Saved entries
════

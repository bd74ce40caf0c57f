//! Small helpers shared across the crate.

use chrono::{SecondsFormat, Utc};
use tracing::info;

/// Bytes per megabyte (binary).
pub const BYTES_PER_MB: u64 = 1024 * 1024;

/// Microseconds per millisecond.
pub const MICROS_PER_MS: u64 = 1000;

/// Current UTC time as ISO-8601 with millisecond precision (`2024-01-01T00:00:00.000Z`).
pub fn iso_timestamp() -> String {
    Utc::now().to_rfc3339_opts(SecondsFormat::Millis, true)
}

/// Integer division rounding half away from zero.
///
/// Operands are unsigned, so this is round-half-up.
pub fn div_round(value: u64, divisor: u64) -> u64 {
    debug_assert!(divisor > 0);
    value.saturating_add(divisor / 2) / divisor
}

/// Convert bytes to whole megabytes.
pub fn bytes_to_mb(bytes: u64) -> u64 {
    div_round(bytes, BYTES_PER_MB)
}

/// Convert microseconds to whole milliseconds.
pub fn micros_to_ms(micros: u64) -> u64 {
    div_round(micros, MICROS_PER_MS)
}

/// Resolve when the process receives Ctrl-C or SIGTERM.
pub async fn shutdown_signal() {
    let ctrl_c = async {
        if let Err(e) = tokio::signal::ctrl_c().await {
            tracing::error!("Failed to install Ctrl-C handler: {}", e);
            std::future::pending::<()>().await;
        }
    };

    #[cfg(unix)]
    let terminate = async {
        match tokio::signal::unix::signal(tokio::signal::unix::SignalKind::terminate()) {
            Ok(mut signal) => {
                signal.recv().await;
            }
            Err(e) => {
                tracing::error!("Failed to install SIGTERM handler: {}", e);
                std::future::pending::<()>().await;
            }
        }
    };

    #[cfg(not(unix))]
    let terminate = std::future::pending::<()>();

    tokio::select! {
        _ = ctrl_c => {},
        _ = terminate => {},
    }

    info!("Shutdown signal received");
}
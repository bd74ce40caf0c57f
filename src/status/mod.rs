//! Health verdict and metrics snapshot derived from runtime samples.

pub mod health;
pub mod snapshot;

pub use health::{HealthChecks, HealthReport, HealthState, HealthStatus, MemoryCheck};
pub use snapshot::{MetricsReport, MetricsSnapshot};
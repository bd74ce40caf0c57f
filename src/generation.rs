//! Generation request validation and dispatch.
//!
//! A request body must be a JSON object whose `prompt` is a string with at
//! least one non-whitespace character. `model` is optional; absent or blank
//! falls back to the configured default. A model name is restricted to
//! `[A-Za-z0-9._-]` since it becomes a path segment of the upstream URL.
//! Invalid requests never reach the provider.

use axum::http::StatusCode;
use serde::{Deserialize, Serialize};
use serde_json::Value;
use tracing::{debug, error, info};
use utoipa::ToSchema;

use crate::error::{ProviderError, ValidationError};
use crate::metrics;
use crate::provider::TextGenerator;

/// Inbound generation request (documentation shape; parsing is done by [`validate`]).
#[derive(Debug, Clone, Deserialize, Serialize, ToSchema)]
pub struct GenerationRequest {
    /// Prompt text. Must contain a non-whitespace character.
    pub prompt: String,
    /// Model identifier. Defaults to the configured model.
    #[serde(default, skip_serializing_if = "Option::is_none")]
    pub model: Option<String>,
}

/// A request that passed validation.
#[derive(Debug, Clone, PartialEq, Eq)]
pub struct ValidatedRequest {
    /// Prompt as sent by the caller (not trimmed).
    pub prompt: String,
    /// Model to use, default applied.
    pub model: String,
}

/// Response payload: exactly one of `text` or `error`.
#[derive(Debug, Clone, PartialEq, Eq, Serialize, ToSchema)]
#[serde(untagged)]
pub enum GenerationResult {
    /// Provider produced text.
    Success {
        /// Generated text.
        text: String,
        /// Model that produced it.
        model: String,
    },
    /// Request rejected or provider failed.
    Failure {
        /// Human-readable error.
        #[serde(rename = "error")]
        error_message: String,
    },
}

impl GenerationResult {
    fn failure(error: impl ToString) -> Self {
        Self::Failure {
            error_message: error.to_string(),
        }
    }
}

/// Parse and validate a raw request body.
pub fn validate(body: &[u8], default_model: &str) -> Result<ValidatedRequest, ValidationError> {
    let value: Value = serde_json::from_slice(body).map_err(|_| ValidationError::MalformedBody)?;
    let fields = value.as_object().ok_or(ValidationError::MalformedBody)?;

    let prompt = match fields.get("prompt") {
        Some(Value::String(prompt)) if !prompt.trim().is_empty() => prompt.clone(),
        _ => return Err(ValidationError::MissingField { field: "prompt" }),
    };

    let model = match fields.get("model") {
        None | Some(Value::Null) => None,
        Some(Value::String(model)) => Some(model.trim()).filter(|m| !m.is_empty()),
        Some(_) => return Err(ValidationError::InvalidType { field: "model" }),
    };

    if let Some(model) = model {
        if !is_valid_model_name(model) {
            return Err(ValidationError::InvalidValue { field: "model" });
        }
    }

    Ok(ValidatedRequest {
        prompt,
        model: model.unwrap_or(default_model).to_string(),
    })
}

/// Whether `model` is safe to use as a single URL path segment.
pub fn is_valid_model_name(model: &str) -> bool {
    model
        .bytes()
        .all(|b| b.is_ascii_alphanumeric() || matches!(b, b'.' | b'_' | b'-'))
}

/// Validate `body`, call the provider, and map the outcome to a status and payload.
///
/// Never fails: every error becomes a `Failure` payload.
pub async fn handle(
    generator: &dyn TextGenerator,
    body: &[u8],
    default_model: &str,
) -> (StatusCode, GenerationResult) {
    let request = match validate(body, default_model) {
        Ok(request) => request,
        Err(e) => {
            debug!(error = %e, "Rejected generation request");
            metrics::inc_generate_requests(metrics::Outcome::Rejected);
            return (StatusCode::BAD_REQUEST, GenerationResult::failure(e));
        }
    };

    match generator.generate(&request.prompt, &request.model).await {
        Ok(text) => {
            info!(model = %request.model, text_len = text.len(), "Generation succeeded");
            metrics::inc_generate_requests(metrics::Outcome::Success);
            (
                StatusCode::OK,
                GenerationResult::Success {
                    text,
                    model: request.model,
                },
            )
        }
        Err(e) => {
            error!(model = %request.model, error = %e, "Generation failed");
            metrics::inc_generate_requests(metrics::Outcome::Failed);
            (StatusCode::INTERNAL_SERVER_ERROR, failure_payload(&e))
        }
    }
}

/// Upstream errors are reported with their message; bodies from the
/// provider are not echoed back to callers.
fn failure_payload(error: &ProviderError) -> GenerationResult {
    match error {
        ProviderError::Api { status, .. } => {
            GenerationResult::failure(format!("Generation failed: provider returned HTTP {}", status))
        }
        other => GenerationResult::failure(format!("Generation failed: {}", other)),
    }
}

#[cfg(test)]
mod tests {
    use super::*;
    use crate::provider::{MockBehavior, MockGenerator};
    use pretty_assertions::assert_eq;

    const DEFAULT: &str = "gemini-2.0-flash";

    #[test]
    fn validate_applies_default_model() {
        let request = validate(br#"{"prompt":"hello"}"#, DEFAULT).unwrap();
        assert_eq!(
            request,
            ValidatedRequest {
                prompt: "hello".to_string(),
                model: DEFAULT.to_string(),
            }
        );
    }

    #[test]
    fn validate_keeps_explicit_model() {
        let request = validate(br#"{"prompt":"hi","model":" gemini-pro "}"#, DEFAULT).unwrap();
        assert_eq!(request.model, "gemini-pro");

        let blank = validate(br#"{"prompt":"hi","model":"  "}"#, DEFAULT).unwrap();
        assert_eq!(blank.model, DEFAULT);

        let null = validate(br#"{"prompt":"hi","model":null}"#, DEFAULT).unwrap();
        assert_eq!(null.model, DEFAULT);
    }

    #[test]
    fn validate_rejects_missing_or_blank_prompt() {
        for body in [
            r#"{}"#,
            r#"{"prompt":""}"#,
            r#"{"prompt":"   \n\t"}"#,
            r#"{"prompt":null}"#,
            r#"{"prompt":42}"#,
            r#"{"model":"gemini-pro"}"#,
        ] {
            let err = validate(body.as_bytes(), DEFAULT).unwrap_err();
            assert_eq!(err, ValidationError::MissingField { field: "prompt" }, "body: {}", body);
        }
    }

    #[test]
    fn validate_rejects_non_object_bodies() {
        for body in ["", "not json", "[]", r#""prompt""#, "null"] {
            let err = validate(body.as_bytes(), DEFAULT).unwrap_err();
            assert_eq!(err, ValidationError::MalformedBody, "body: {:?}", body);
            assert!(err.to_string().contains("prompt"));
        }
    }

    #[test]
    fn validate_rejects_non_string_model() {
        let err = validate(br#"{"prompt":"hi","model":7}"#, DEFAULT).unwrap_err();
        assert_eq!(err, ValidationError::InvalidType { field: "model" });
    }

    #[test]
    fn validate_rejects_model_outside_name_charset() {
        for model in [
            "../../v1/tunedModels/x:delete?",
            "gemini-pro?key=x",
            "models/gemini-pro",
            "gemini pro",
            "gemini-pro#frag",
            "gemini:generateContent",
        ] {
            let body = serde_json::json!({ "prompt": "hi", "model": model }).to_string();
            let err = validate(body.as_bytes(), DEFAULT).unwrap_err();
            assert_eq!(err, ValidationError::InvalidValue { field: "model" }, "model: {}", model);
            assert!(err.to_string().contains("model"));
        }

        let ok = validate(br#"{"prompt":"hi","model":"gemini-1.5-pro_002"}"#, DEFAULT).unwrap();
        assert_eq!(ok.model, "gemini-1.5-pro_002");
    }

    #[tokio::test]
    async fn path_like_model_never_reaches_provider() {
        let mock = MockGenerator::default();
        let (status, result) = handle(
            &mock,
            br#"{"prompt":"hi","model":"../../v1/tunedModels/x:delete?"}"#,
            DEFAULT,
        )
        .await;

        assert_eq!(status, StatusCode::BAD_REQUEST);
        match result {
            GenerationResult::Failure { error_message } => assert!(error_message.contains("model")),
            other => panic!("expected failure, got {:?}", other),
        }
        assert_eq!(mock.call_count(), 0);
    }

    #[tokio::test]
    async fn invalid_request_never_reaches_provider() {
        let mock = MockGenerator::default();
        let (status, result) = handle(&mock, b"{}", DEFAULT).await;

        assert_eq!(status, StatusCode::BAD_REQUEST);
        match result {
            GenerationResult::Failure { error_message } => assert!(error_message.contains("prompt")),
            other => panic!("expected failure, got {:?}", other),
        }
        assert_eq!(mock.call_count(), 0);
    }

    #[tokio::test]
    async fn success_returns_text_and_model() {
        let mock = MockGenerator::new(MockBehavior::Reply("generated".to_string()));
        let (status, result) = handle(&mock, br#"{"prompt":"test"}"#, DEFAULT).await;

        assert_eq!(status, StatusCode::OK);
        assert_eq!(
            result,
            GenerationResult::Success {
                text: "generated".to_string(),
                model: DEFAULT.to_string(),
            }
        );
        assert_eq!(mock.calls(), vec![("test".to_string(), DEFAULT.to_string())]);
    }

    #[tokio::test]
    async fn provider_failure_maps_to_500() {
        let mock = MockGenerator::new(MockBehavior::NotConfigured);
        let (status, result) = handle(&mock, br#"{"prompt":"test"}"#, DEFAULT).await;

        assert_eq!(status, StatusCode::INTERNAL_SERVER_ERROR);
        assert!(matches!(result, GenerationResult::Failure { .. }));
    }

    #[tokio::test]
    async fn upstream_body_is_not_echoed() {
        let mock = MockGenerator::new(MockBehavior::ApiError(403));
        let (_, result) = handle(&mock, br#"{"prompt":"test"}"#, DEFAULT).await;

        assert_eq!(
            result,
            GenerationResult::Failure {
                error_message: "Generation failed: provider returned HTTP 403".to_string(),
            }
        );
    }

    #[test]
    fn result_serializes_exactly_one_field() {
        let ok = serde_json::to_value(GenerationResult::Success {
            text: "t".to_string(),
            model: "m".to_string(),
        })
        .unwrap();
        assert_eq!(ok, serde_json::json!({"text": "t", "model": "m"}));

        let err = serde_json::to_value(GenerationResult::failure("boom")).unwrap();
        assert_eq!(err, serde_json::json!({"error": "boom"}));
    }
}
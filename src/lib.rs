//! HTTP gateway in front of Gemini text generation.
//!
//! Three endpoints, no shared mutable state:
//!
//! ```text
//! POST /generate  { prompt, model? }  -> 200 { text, model } | 400 { error } | 500 { error }
//! GET  /health                        -> 200 healthy | 503 unhealthy
//! GET  /metrics                       -> 200 runtime snapshot | 500 { error, timestamp }
//! ```
//!
//! The service is unhealthy when `GEMINI_API_KEY` is missing or heap usage
//! exceeds 90%.
//!
//! # Modules
//!
//! - [`config`]: Configuration loading from environment
//! - [`error`]: Unified error types
//! - [`generation`]: Request validation and provider dispatch
//! - [`provider`]: Text generation trait, Gemini client, mock
//! - [`runtime`]: Process memory/CPU sampling
//! - [`status`]: Health verdict and metrics snapshot
//! - [`api`]: HTTP routes and handlers
//! - [`metrics`]: Prometheus counters
//! - [`utils`]: Utility functions

pub mod api;
pub mod config;
pub mod error;
pub mod generation;
pub mod metrics;
pub mod provider;
pub mod runtime;
pub mod status;
pub mod utils;

pub use config::Config;
pub use error::{Result, ServiceError};
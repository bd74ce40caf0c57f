//! Health verdict.
//!
//! The service is unhealthy when the Gemini credential is missing or heap
//! usage is above [`MEMORY_UNHEALTHY_PERCENT`]. The HTTP status always
//! mirrors the `status` field.

use axum::http::StatusCode;
use serde::Serialize;
use strum::Display;
use tracing::{error, warn};
use utoipa::ToSchema;

use crate::config::Config;
use crate::error::SamplingError;
use crate::metrics;
use crate::runtime::{MemorySample, RuntimeSampler};
use crate::utils::{bytes_to_mb, iso_timestamp};

/// Heap usage above this percentage marks the service unhealthy.
pub const MEMORY_UNHEALTHY_PERCENT: u8 = 90;

/// Binary health verdict.
#[derive(Debug, Clone, Copy, PartialEq, Eq, Serialize, Display, ToSchema)]
#[serde(rename_all = "lowercase")]
#[strum(serialize_all = "lowercase")]
pub enum HealthState {
    Healthy,
    Unhealthy,
}

impl HealthState {
    /// 200 for healthy, 503 otherwise.
    pub fn http_status(self) -> StatusCode {
        match self {
            Self::Healthy => StatusCode::OK,
            Self::Unhealthy => StatusCode::SERVICE_UNAVAILABLE,
        }
    }
}

/// Heap usage check.
#[derive(Debug, Clone, Copy, PartialEq, Eq, Serialize, ToSchema)]
pub struct MemoryCheck {
    /// Heap in use, MB.
    #[serde(rename = "usedMB")]
    pub used_mb: u64,
    /// Heap reserved, MB.
    #[serde(rename = "totalMB")]
    pub total_mb: u64,
    /// `round(used / total * 100)`, in `0..=100`.
    pub percentage: u8,
}

impl MemoryCheck {
    /// Derive the check from raw byte counters.
    pub fn from_sample(sample: &MemorySample) -> Result<Self, SamplingError> {
        Ok(Self {
            used_mb: bytes_to_mb(sample.heap_used_bytes),
            total_mb: bytes_to_mb(sample.heap_total_bytes),
            percentage: memory_percentage(sample.heap_used_bytes, sample.heap_total_bytes)?,
        })
    }
}

/// Individual checks feeding the verdict.
#[derive(Debug, Clone, Copy, PartialEq, Eq, Serialize, ToSchema)]
#[serde(rename_all = "camelCase")]
pub struct HealthChecks {
    /// Whether the Gemini credential is present.
    pub api_configured: bool,
    pub memory: MemoryCheck,
}

impl HealthChecks {
    /// Unhealthy iff the credential is missing or memory is above threshold.
    pub fn verdict(&self) -> HealthState {
        if !self.api_configured || self.memory.percentage > MEMORY_UNHEALTHY_PERCENT {
            HealthState::Unhealthy
        } else {
            HealthState::Healthy
        }
    }
}

/// Health endpoint payload.
#[derive(Debug, Clone, Serialize, ToSchema)]
#[serde(rename_all = "camelCase")]
pub struct HealthStatus {
    status: HealthState,
    pub timestamp: String,
    pub uptime_seconds: f64,
    pub environment: String,
    pub version: String,
    pub checks: HealthChecks,
}

impl HealthStatus {
    /// Build a status; the verdict is always derived from `checks`.
    pub fn new(checks: HealthChecks, uptime_seconds: f64, environment: String, version: String) -> Self {
        Self {
            status: checks.verdict(),
            timestamp: iso_timestamp(),
            uptime_seconds,
            environment,
            version,
            checks,
        }
    }

    pub fn status(&self) -> HealthState {
        self.status
    }
}

/// Payload when sampling itself failed.
#[derive(Debug, Clone, Serialize, ToSchema)]
pub struct HealthFailure {
    /// Always `unhealthy`.
    pub status: HealthState,
    pub timestamp: String,
    pub error: String,
}

/// Either a full status or a sampling failure.
#[derive(Debug, Clone, Serialize)]
#[serde(untagged)]
pub enum HealthReport {
    Status(HealthStatus),
    Failed(HealthFailure),
}

impl HealthReport {
    /// Verdict carried by the report.
    pub fn state(&self) -> HealthState {
        match self {
            Self::Status(status) => status.status(),
            Self::Failed(failure) => failure.status,
        }
    }
}

/// `round(used / total * 100)` clamped into `0..=100`.
///
/// A zero total is reported as an invalid sample rather than a division by zero.
pub fn memory_percentage(used: u64, total: u64) -> Result<u8, SamplingError> {
    if total == 0 {
        return Err(SamplingError::Invalid("heap total is zero".to_string()));
    }

    let percent = (used as f64 / total as f64 * 100.0).round();
    Ok(percent.clamp(0.0, 100.0) as u8)
}

/// Sample the runtime and evaluate health.
pub fn check(config: &Config, sampler: &dyn RuntimeSampler) -> Result<HealthStatus, SamplingError> {
    let memory = MemoryCheck::from_sample(&sampler.memory()?)?;
    let checks = HealthChecks {
        api_configured: config.api_configured(),
        memory,
    };

    Ok(HealthStatus::new(
        checks,
        sampler.uptime().as_secs_f64(),
        config.app_env.clone(),
        config.app_version.clone(),
    ))
}

/// Run the health check and pick the HTTP status. Never fails.
pub fn handle(config: &Config, sampler: &dyn RuntimeSampler) -> (StatusCode, HealthReport) {
    let report = match check(config, sampler) {
        Ok(status) => {
            if status.status() == HealthState::Unhealthy {
                warn!(
                    api_configured = status.checks.api_configured,
                    memory_percentage = status.checks.memory.percentage,
                    "Health check unhealthy"
                );
            }
            HealthReport::Status(status)
        }
        Err(e) => {
            error!(error = %e, "Health check failed");
            HealthReport::Failed(HealthFailure {
                status: HealthState::Unhealthy,
                timestamp: iso_timestamp(),
                error: e.to_string(),
            })
        }
    };

    let state = report.state();
    metrics::inc_health_checks(state);
    (state.http_status(), report)
}
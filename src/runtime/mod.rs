//! Runtime introspection: memory, CPU time, and process identity.
//!
//! Handlers only see [`RuntimeSampler`]. The live implementation reads
//! `/proc/self` ([`ProcSampler`]); tests use [`FixedSampler`].

pub mod fixed;
pub mod live;

use std::time::Duration;

pub use crate::error::SamplingError;
pub use fixed::FixedSampler;
pub use live::ProcSampler;

/// Point-in-time memory counters, in bytes.
#[derive(Debug, Clone, Copy, PartialEq, Eq, Default)]
pub struct MemorySample {
    /// Resident set size.
    pub rss_bytes: u64,
    /// Memory reserved for the heap.
    pub heap_total_bytes: u64,
    /// Heap memory actually in use.
    pub heap_used_bytes: u64,
    /// Resident memory backed by files (mapped binaries, libraries).
    pub external_bytes: u64,
    /// Resident shared memory.
    pub array_buffers_bytes: u64,
}

/// Cumulative CPU time consumed by the process, in microseconds.
#[derive(Debug, Clone, Copy, PartialEq, Eq, Default)]
pub struct CpuSample {
    pub user_micros: u64,
    pub system_micros: u64,
}

/// Process identity.
#[derive(Debug, Clone, PartialEq, Eq)]
pub struct ProcessInfo {
    pub pid: u32,
    pub platform: String,
    pub runtime_version: String,
}

impl ProcessInfo {
    /// Identity of the running process.
    pub fn current() -> Self {
        Self {
            pid: std::process::id(),
            platform: std::env::consts::OS.to_string(),
            runtime_version: runtime_version(),
        }
    }
}

/// Source of runtime counters.
pub trait RuntimeSampler: Send + Sync {
    /// Sample memory counters.
    fn memory(&self) -> Result<MemorySample, SamplingError>;

    /// Sample cumulative CPU time.
    fn cpu(&self) -> Result<CpuSample, SamplingError>;

    /// Time since the sampler (and so the service) started.
    fn uptime(&self) -> Duration;

    /// Process identity.
    fn process(&self) -> ProcessInfo {
        ProcessInfo::current()
    }
}

/// Toolchain label, e.g. `rust-1.75`.
pub fn runtime_version() -> String {
    let msrv = env!("CARGO_PKG_RUST_VERSION");
    if msrv.is_empty() {
        "rust".to_string()
    } else {
        format!("rust-{}", msrv)
    }
}

#[cfg(test)]
mod tests {
    use super::*;

    #[test]
    fn current_process_info_matches_std() {
        let info = ProcessInfo::current();
        assert_eq!(info.pid, std::process::id());
        assert_eq!(info.platform, std::env::consts::OS);
        assert!(info.runtime_version.starts_with("rust"));
    }
}
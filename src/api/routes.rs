//! HTTP API route definitions.

use axum::{
    routing::{get, post},
    Router,
};
use tower_http::{cors::CorsLayer, trace::TraceLayer};
use utoipa::OpenApi;
use utoipa_swagger_ui::SwaggerUi;

use super::docs::ApiDoc;
use super::handlers::{generate, health, metrics, AppState};

/// Create the API router.
///
/// Endpoints are served both at the root and under `/api`.
pub fn create_router(state: AppState) -> Router {
    let endpoints = Router::new()
        .route("/generate", post(generate))
        .route("/health", get(health))
        .route("/metrics", get(metrics));

    Router::new()
        .merge(endpoints.clone())
        .nest("/api", endpoints)
        .merge(SwaggerUi::new("/swagger-ui").url("/api-docs/openapi.json", ApiDoc::openapi()))
        .layer(TraceLayer::new_for_http())
        .layer(CorsLayer::permissive())
        .with_state(state)
}
//! Mock text generator for unit testing.
//!
//! Records every call so tests can assert on what reached the provider
//! (or that nothing did).

use std::sync::{Arc, Mutex};

use async_trait::async_trait;

use super::{ProviderError, TextGenerator};

/// How the mock answers.
#[derive(Debug, Clone)]
pub enum MockBehavior {
    /// Echo the prompt back as `"<model>: <prompt>"`.
    Echo,
    /// Always answer with this text.
    Reply(String),
    /// Fail as if the credential were missing.
    NotConfigured,
    /// Fail with an upstream API error.
    ApiError(u16),
}

/// Mock generator for testing.
#[derive(Debug, Clone)]
pub struct MockGenerator {
    /// Response behavior.
    behavior: MockBehavior,
    /// Recorded `(prompt, model)` pairs.
    calls: Arc<Mutex<Vec<(String, String)>>>,
}

impl MockGenerator {
    /// Create a mock with the given behavior.
    pub fn new(behavior: MockBehavior) -> Self {
        Self {
            behavior,
            calls: Arc::new(Mutex::new(Vec::new())),
        }
    }

    /// Recorded `(prompt, model)` pairs, oldest first.
    pub fn calls(&self) -> Vec<(String, String)> {
        self.calls.lock().map(|c| c.clone()).unwrap_or_default()
    }

    /// Number of calls made so far.
    pub fn call_count(&self) -> usize {
        self.calls.lock().map(|c| c.len()).unwrap_or_default()
    }
}

impl Default for MockGenerator {
    fn default() -> Self {
        Self::new(MockBehavior::Echo)
    }
}

#[async_trait]
impl TextGenerator for MockGenerator {
    async fn generate(&self, prompt: &str, model: &str) -> Result<String, ProviderError> {
        if let Ok(mut calls) = self.calls.lock() {
            calls.push((prompt.to_string(), model.to_string()));
        }

        match &self.behavior {
            MockBehavior::Echo => Ok(format!("{}: {}", model, prompt)),
            MockBehavior::Reply(text) => Ok(text.clone()),
            MockBehavior::NotConfigured => Err(ProviderError::NotConfigured(
                "GEMINI_API_KEY is not set".to_string(),
            )),
            MockBehavior::ApiError(status) => Err(ProviderError::Api {
                status: *status,
                message: "mock upstream failure".to_string(),
            }),
        }
    }
}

════

• _WHAT TO PRODUCE_
Filter the lines above so that only those with the string "since" remain, then copy them.

• _WRITTEN ANSWER_
//! `[A-Za-z0-9._-]` since it becomes a path segment of the upstream URL.
    /// Time since the sampler (and so the service) started.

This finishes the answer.